//! Core trait abstractions (Ports in Hexagonal Architecture)

use async_trait::async_trait;
use solana_sdk::pubkey::Pubkey;

use super::error::SyncResult;
use super::types::{PoolRow, StakeKey, StakeRow};

/// Read-only on-chain account access.
///
/// Absence of an account is `Ok(None)`, never an error; transport
/// failures and timeouts surface as `SyncError::Transient` so callers
/// can distinguish "no stake" from "could not look".
#[async_trait]
pub trait ChainReader: Send + Sync {
    /// Fetch one account's raw data
    async fn get_account(&self, address: &Pubkey) -> SyncResult<Option<Vec<u8>>>;

    /// Fetch many accounts in a single round trip, preserving order
    async fn get_multiple_accounts(
        &self,
        addresses: &[Pubkey],
    ) -> SyncResult<Vec<Option<Vec<u8>>>>;

    /// Scan all program accounts whose data matches `bytes` at `offset`
    /// (used to select accounts by their 8-byte type discriminator)
    async fn get_program_accounts_memcmp(
        &self,
        offset: usize,
        bytes: &[u8],
    ) -> SyncResult<Vec<(Pubkey, Vec<u8>)>>;
}

/// Storage port - the persistent stake/pool cache.
///
/// Writes are only ever issued with values decoded from a fresh chain
/// read within the same operation, never from caller input.
#[async_trait]
pub trait StakeStore: Send + Sync {
    /// Insert or update a stake row, keyed on (wallet, mint, pool_id)
    async fn upsert_stake(&self, row: &StakeRow) -> SyncResult<()>;

    /// Get a stake row by key
    async fn get_stake(&self, key: &StakeKey) -> SyncResult<Option<StakeRow>>;

    /// Delete a stake row by key; deleting a missing row is success
    /// and returns false
    async fn delete_stake(&self, key: &StakeKey) -> SyncResult<bool>;

    /// Delete any stake row holding this on-chain account address
    async fn delete_stake_by_pda(&self, stake_pda: &Pubkey) -> SyncResult<bool>;

    /// All cached stake rows, for the staleness sweep
    async fn list_stakes(&self) -> SyncResult<Vec<StakeRow>>;

    /// Insert or update a pool mirror row, keyed on (mint, pool_id)
    async fn upsert_pool(&self, row: &PoolRow) -> SyncResult<()>;

    /// All known pools
    async fn list_pools(&self) -> SyncResult<Vec<PoolRow>>;
}
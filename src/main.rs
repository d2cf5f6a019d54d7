//! Stake reconciliation daemon
//!
//! Runs the fleet reconciler on a fixed interval so cache staleness is
//! bounded by the schedule, until Ctrl-C.

use std::str::FromStr;
use std::sync::Arc;
use std::time::Duration;

use anyhow::Result;
use clap::Parser;
use solana_sdk::pubkey::Pubkey;
use tokio::signal;
use tracing::{error, info};
use tracing_subscriber::{layer::SubscriberExt, util::SubscriberInitExt};

use stake_sync::config::SyncConfig;
use stake_sync::database::PostgresStore;
use stake_sync::chain::RpcReader;
use stake_sync::sync::FleetReconciler;

#[derive(Parser)]
#[command(name = "stake-syncd")]
#[command(about = "Periodic on-chain/off-chain stake reconciliation")]
struct Cli {
    /// Configuration file path
    #[arg(short, long, default_value = "stake-sync.toml")]
    config: String,

    /// Override log level
    #[arg(long)]
    log_level: Option<String>,

    /// Run a single reconciliation pass and exit
    #[arg(long)]
    once: bool,

    /// Dry run mode (validate config and exit)
    #[arg(long)]
    dry_run: bool,
}

#[tokio::main]
async fn main() -> Result<()> {
    let cli = Cli::parse();

    let mut config = if std::path::Path::new(&cli.config).exists() {
        SyncConfig::from_file(&cli.config)?
    } else {
        // The tracing subscriber is not installed yet at this point
        eprintln!("Config file not found, using defaults: {}", cli.config);
        SyncConfig::default()
    };

    if let Some(log_level) = cli.log_level {
        config.monitoring.log_level = log_level;
    }

    init_logging(&config)?;

    info!("Starting stake reconciliation daemon");
    info!("Program ID: {}", config.rpc.program_id);
    info!("RPC endpoint: {}", config.rpc.endpoint);
    info!("Sync interval: {}s", config.sync.interval_secs);

    config.validate_config()?;
    let program_id = Pubkey::from_str(&config.rpc.program_id)?;

    if cli.dry_run {
        info!("Dry run mode - configuration is valid, exiting");
        return Ok(());
    }

    info!("Initializing database connection...");
    let store = Arc::new(PostgresStore::new(&config.database).await?);
    store.migrate().await?;
    info!("Database ready");

    let chain = Arc::new(RpcReader::new(
        config.rpc.endpoint.clone(),
        program_id,
        config.rpc.commitment.clone(),
        Duration::from_secs(config.rpc.connect_timeout_secs),
        Duration::from_secs(config.rpc.request_timeout_secs),
    ));

    let reconciler = FleetReconciler::new(chain, store, program_id);

    if cli.once {
        let report = reconciler.sync_all().await?;
        info!(
            synced = report.synced,
            deleted = report.deleted,
            skipped = report.skipped,
            "single reconciliation pass complete"
        );
        return Ok(());
    }

    let mut interval = tokio::time::interval(Duration::from_secs(config.sync.interval_secs));
    info!("Reconciler started. Press Ctrl+C to shutdown.");

    loop {
        tokio::select! {
            _ = interval.tick() => {
                match reconciler.sync_all().await {
                    Ok(report) => info!(
                        synced = report.synced,
                        deleted = report.deleted,
                        skipped = report.skipped,
                        "reconciliation run complete"
                    ),
                    // Transient failures leave the cache untouched; the
                    // next tick retries the whole run
                    Err(e) => error!("reconciliation run failed: {e}"),
                }
            }
            _ = signal::ctrl_c() => {
                info!("Received shutdown signal");
                break;
            }
        }
    }

    info!("Shutting down stake reconciliation daemon");
    Ok(())
}

fn init_logging(config: &SyncConfig) -> Result<()> {
    let log_level = config.monitoring.log_level.clone();

    let filter = tracing_subscriber::EnvFilter::try_from_default_env()
        .unwrap_or_else(|_| format!("stake_sync={log_level}").into());

    if config.monitoring.structured_logging {
        tracing_subscriber::registry()
            .with(filter)
            .with(tracing_subscriber::fmt::layer().json())
            .init();
    } else {
        tracing_subscriber::registry()
            .with(filter)
            .with(tracing_subscriber::fmt::layer())
            .init();
    }

    Ok(())
}
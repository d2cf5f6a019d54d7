//! Deterministic program-derived addresses for the staking program
//!
//! Pure functions of their inputs; every reconciler operation relies on
//! these to locate pool and stake accounts without scanning.

use solana_sdk::pubkey::Pubkey;

pub const PROJECT_SEED: &[u8] = b"project";
pub const USER_STAKE_SEED: &[u8] = b"user_stake";

/// Address of the pool (project) account for (mint, pool_id)
pub fn derive_project_address(program_id: &Pubkey, mint: &Pubkey, pool_id: u16) -> Pubkey {
    Pubkey::find_program_address(
        &[PROJECT_SEED, mint.as_ref(), &pool_id.to_le_bytes()],
        program_id,
    )
    .0
}

/// Address of a user's stake account for a given project
pub fn derive_user_stake_address(
    program_id: &Pubkey,
    project: &Pubkey,
    wallet: &Pubkey,
) -> Pubkey {
    Pubkey::find_program_address(
        &[USER_STAKE_SEED, project.as_ref(), wallet.as_ref()],
        program_id,
    )
    .0
}
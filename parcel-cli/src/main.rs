//! parcel command-line client

use anyhow::Result;
use parcel_client::{CancellationToken, Client};
use tracing::{info, warn};
use tracing_subscriber::EnvFilter;

mod cli;
mod commands;

#[tokio::main]
async fn main() -> Result<()> {
    // Logs go to stderr; stdout carries the JSON results
    tracing_subscriber::fmt()
        .with_env_filter(
            EnvFilter::try_from_default_env().unwrap_or_else(|_| EnvFilter::new("info")),
        )
        .with_writer(std::io::stderr)
        .init();

    let matches = cli::build_cli().get_matches();
    let (name, sub_matches) = match matches.subcommand() {
        Some(subcommand) => subcommand,
        None => anyhow::bail!("no command given"),
    };
    // Global flags are visible on the subcommand wherever they were given
    let config = cli::client_config(sub_matches)?;
    let client = Client::new(config)?;

    let cancel = CancellationToken::new();
    let on_interrupt = cancel.clone();
    tokio::spawn(async move {
        if tokio::signal::ctrl_c().await.is_ok() {
            warn!("Interrupted, cancelling");
            on_interrupt.cancel();
        }
    });

    info!("Running {} against {}", name, client.config().endpoint);

    commands::run(&client, name, sub_matches, cancel).await
}
//! JSON payloads exchanged with the service
//!
//! Field names follow the service's PascalCase convention. Response bodies
//! are parsed leniently: unknown fields are ignored and missing ones default.

use parcel_core::{ParcelError, Result, UploadedPart};
use serde::de::DeserializeOwned;
use serde::{Deserialize, Serialize};

/// One entry of a completion manifest
#[derive(Debug, Clone, PartialEq, Eq, Serialize, Deserialize)]
#[serde(rename_all = "PascalCase")]
pub struct ManifestPart {
    pub part_number: u32,
    #[serde(rename = "ETag")]
    pub etag: String,
}

/// Body of a complete-multipart-upload request
///
/// Parts are always in ascending part-number order, whatever order the
/// caller supplied them in. Duplicates are kept as given.
#[derive(Debug, Clone, Default, PartialEq, Eq, Serialize, Deserialize)]
#[serde(rename_all = "PascalCase")]
pub struct CompletionManifest {
    #[serde(skip_serializing_if = "Vec::is_empty", default)]
    pub parts: Vec<ManifestPart>,
}

impl CompletionManifest {
    /// Build a manifest from part descriptors in any order
    pub fn from_parts<'a>(parts: impl IntoIterator<Item = &'a UploadedPart>) -> Self {
        let mut parts: Vec<ManifestPart> = parts
            .into_iter()
            .map(|part| ManifestPart {
                part_number: part.part_number,
                etag: part.etag.clone(),
            })
            .collect();
        // Stable, so equal part numbers keep the caller's relative order
        parts.sort_by_key(|part| part.part_number);
        CompletionManifest { parts }
    }

    pub fn part_numbers(&self) -> Vec<u32> {
        self.parts.iter().map(|part| part.part_number).collect()
    }

    pub fn is_empty(&self) -> bool {
        self.parts.is_empty()
    }

    pub fn to_bytes(&self) -> Result<Vec<u8>> {
        Ok(serde_json::to_vec(self)?)
    }
}

#[derive(Debug, Clone, Default, PartialEq, Eq, Serialize, Deserialize)]
#[serde(rename_all = "PascalCase", default)]
pub struct InitiateMultipartUploadResult {
    pub bucket: String,
    pub key: String,
    pub upload_id: String,
    pub encoding_type: String,
}

#[derive(Debug, Clone, Default, PartialEq, Eq, Serialize, Deserialize)]
#[serde(rename_all = "PascalCase", default)]
pub struct CompleteMultipartUploadResult {
    pub bucket: String,
    pub key: String,
    #[serde(rename = "ETag")]
    pub etag: String,
    pub location: String,
    #[serde(rename = "CallbackResult")]
    pub callback_result: String,
}

/// A part as reported by part listing
#[derive(Debug, Clone, Default, PartialEq, Eq, Serialize, Deserialize)]
#[serde(rename_all = "PascalCase", default)]
pub struct ListedPart {
    pub part_number: u32,
    pub last_modified: String,
    #[serde(rename = "ETag")]
    pub etag: String,
    pub size: u64,
}

impl ListedPart {
    /// Descriptor usable in a completion manifest
    pub fn to_uploaded_part(&self) -> UploadedPart {
        UploadedPart::new(self.part_number, self.etag.clone())
    }
}

#[derive(Debug, Clone, Default, PartialEq, Eq, Serialize, Deserialize)]
#[serde(rename_all = "PascalCase", default)]
pub struct ListPartsResult {
    pub bucket: String,
    pub key: String,
    pub upload_id: String,
    pub part_number_marker: u32,
    pub next_part_number_marker: u32,
    pub max_parts: u32,
    pub is_truncated: bool,
    pub storage_class: String,
    pub parts: Vec<ListedPart>,
}

/// An upload that was created but neither completed nor aborted
#[derive(Debug, Clone, Default, PartialEq, Eq, Serialize, Deserialize)]
#[serde(rename_all = "PascalCase", default)]
pub struct ListedUpload {
    pub key: String,
    pub upload_id: String,
    pub storage_class: String,
    pub initiated: String,
}

#[derive(Debug, Clone, Default, PartialEq, Eq, Serialize, Deserialize)]
#[serde(rename_all = "PascalCase", default)]
pub struct CommonPrefix {
    pub prefix: String,
}

#[derive(Debug, Clone, Default, PartialEq, Eq, Serialize, Deserialize)]
#[serde(rename_all = "PascalCase", default)]
pub struct ListMultipartUploadsResult {
    pub bucket: String,
    pub prefix: String,
    pub key_marker: String,
    pub upload_id_marker: String,
    pub next_key_marker: String,
    pub next_upload_id_marker: String,
    pub delimiter: String,
    pub max_uploads: u32,
    pub encoding_type: String,
    pub is_truncated: bool,
    pub common_prefixes: Vec<CommonPrefix>,
    pub uploads: Vec<ListedUpload>,
}

/// Error document returned with non-success statuses
#[derive(Debug, Clone, Default, PartialEq, Eq, Serialize, Deserialize)]
#[serde(rename_all = "PascalCase", default)]
pub struct ErrorResult {
    pub code: String,
    pub message: String,
    pub request_id: String,
    pub host_id: String,
    #[serde(rename = "EC")]
    pub ec: String,
}

impl ErrorResult {
    /// Parse an error body; anything unparseable yields an empty result
    pub fn parse(body: &[u8]) -> Self {
        serde_json::from_slice(body).unwrap_or_default()
    }
}

/// Decode a success body, treating an empty body as the default value
pub fn decode_body<T: DeserializeOwned + Default>(body: &[u8], request_id: &str) -> Result<T> {
    if body.iter().all(u8::is_ascii_whitespace) {
        return Ok(T::default());
    }
    serde_json::from_slice(body).map_err(|e| {
        ParcelError::InvalidResponse(format!(
            "cannot decode response body: {}, request id '{}'",
            e, request_id
        ))
    })
}
//! Wire contract for parcel: header and query names, JSON payloads, and the
//! transport seam the client drives

pub mod protocol;
pub mod transport;
pub mod wire;

pub use protocol::{encode_component, object_path};
pub use transport::*;
pub use wire::*;
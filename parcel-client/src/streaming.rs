//! Streaming request bodies
//!
//! hyper needs an owned `'static` body while part sources are borrowed from
//! the caller. The reader is therefore pumped into a bounded channel on the
//! same task that awaits the response, and the body side of the channel is
//! what hyper polls.

use bytes::{Bytes, BytesMut};
use futures::channel::{mpsc, oneshot};
use futures::{SinkExt, Stream};
use http_body_util::combinators::UnsyncBoxBody;
use http_body_util::{BodyExt, Empty, Full};
use hyper::body::{Body, Frame, SizeHint};
use pin_project::pin_project;
use std::io;
use std::pin::Pin;
use std::task::{Context, Poll};
use tokio::io::{AsyncRead, AsyncReadExt};

/// Body type sent by the HTTP transport
pub(crate) type BoxBody = UnsyncBoxBody<Bytes, io::Error>;

/// Size of each chunk read from the source
pub const CHUNK_SIZE: usize = 64 * 1024;

/// Chunks buffered between the source and the connection
const CHANNEL_DEPTH: usize = 4;

pub(crate) fn empty() -> BoxBody {
    Empty::new().map_err(|never| match never {}).boxed_unsync()
}

pub(crate) fn full(bytes: Bytes) -> BoxBody {
    Full::new(bytes).map_err(|never| match never {}).boxed_unsync()
}

/// Body fed by a [`BodyPump`]
///
/// The first poll signals demand, so nothing is read from the source before
/// the connection is ready to send it.
#[pin_project]
pub(crate) struct ChannelBody {
    #[pin]
    chunks: mpsc::Receiver<io::Result<Bytes>>,
    demand: Option<oneshot::Sender<()>>,
    length: Option<u64>,
}

impl Body for ChannelBody {
    type Data = Bytes;
    type Error = io::Error;

    fn poll_frame(
        self: Pin<&mut Self>,
        cx: &mut Context<'_>,
    ) -> Poll<Option<Result<Frame<Bytes>, io::Error>>> {
        let this = self.project();
        if let Some(demand) = this.demand.take() {
            let _ = demand.send(());
        }
        this.chunks
            .poll_next(cx)
            .map(|chunk| chunk.map(|result| result.map(Frame::data)))
    }

    fn size_hint(&self) -> SizeHint {
        match self.length {
            Some(length) => SizeHint::with_exact(length),
            None => SizeHint::default(),
        }
    }
}

/// Sending half of a [`ChannelBody`]
pub(crate) struct BodyPump {
    chunks: mpsc::Sender<io::Result<Bytes>>,
    demand: oneshot::Receiver<()>,
}

pub(crate) fn channel_body(length: Option<u64>) -> (BodyPump, BoxBody) {
    let (tx, rx) = mpsc::channel(CHANNEL_DEPTH);
    let (demand_tx, demand_rx) = oneshot::channel();
    let body = ChannelBody {
        chunks: rx,
        demand: Some(demand_tx),
        length,
    };
    (
        BodyPump {
            chunks: tx,
            demand: demand_rx,
        },
        body.boxed_unsync(),
    )
}

impl BodyPump {
    /// Copy `reader` into the body until it ends or the body is dropped
    ///
    /// Returns the number of bytes handed to the body. A read failure is
    /// forwarded to the body, which aborts the request, and returned.
    pub(crate) async fn run(
        mut self,
        reader: &mut (dyn AsyncRead + Send + Unpin + '_),
    ) -> io::Result<u64> {
        // The request ended before its body was wanted
        if self.demand.await.is_err() {
            return Ok(0);
        }

        let mut sent = 0u64;
        loop {
            let mut chunk = BytesMut::with_capacity(CHUNK_SIZE);
            let n = match reader.read_buf(&mut chunk).await {
                Ok(n) => n,
                Err(e) => {
                    let forwarded = io::Error::new(e.kind(), e.to_string());
                    let _ = self.chunks.send(Err(forwarded)).await;
                    return Err(e);
                }
            };
            if n == 0 {
                return Ok(sent);
            }
            if self.chunks.send(Ok(chunk.freeze())).await.is_err() {
                return Ok(sent);
            }
            sent += n as u64;
        }
    }
}

#[cfg(test)]
mod tests {
    use super::*;

    #[tokio::test]
    async fn test_pump_waits_for_demand() {
        let mut source: &[u8] = b"never read";
        let (pump, body) = channel_body(Some(10));
        drop(body);

        let sent = pump.run(&mut source).await.unwrap();
        assert_eq!(sent, 0);
        assert_eq!(source.len(), 10);
    }

    #[tokio::test]
    async fn test_pump_delivers_all_bytes() {
        let data = vec![9u8; CHUNK_SIZE * 2 + 17];
        let mut source: &[u8] = &data;
        let (pump, body) = channel_body(Some(data.len() as u64));

        let (sent, collected) = tokio::join!(pump.run(&mut source), body.collect());
        assert_eq!(sent.unwrap(), data.len() as u64);
        assert_eq!(collected.unwrap().to_bytes(), Bytes::from(data));
    }
}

_ _ _ _

## Directions for this task
Pull every line containing the word "impl" out of the material.

## Answer box
impl CompletionManifest {
    pub fn from_parts<'a>(parts: impl IntoIterator<Item = &'a UploadedPart>) -> Self {
impl ListedPart {
impl ErrorResult {
impl Body for ChannelBody {
impl BodyPump {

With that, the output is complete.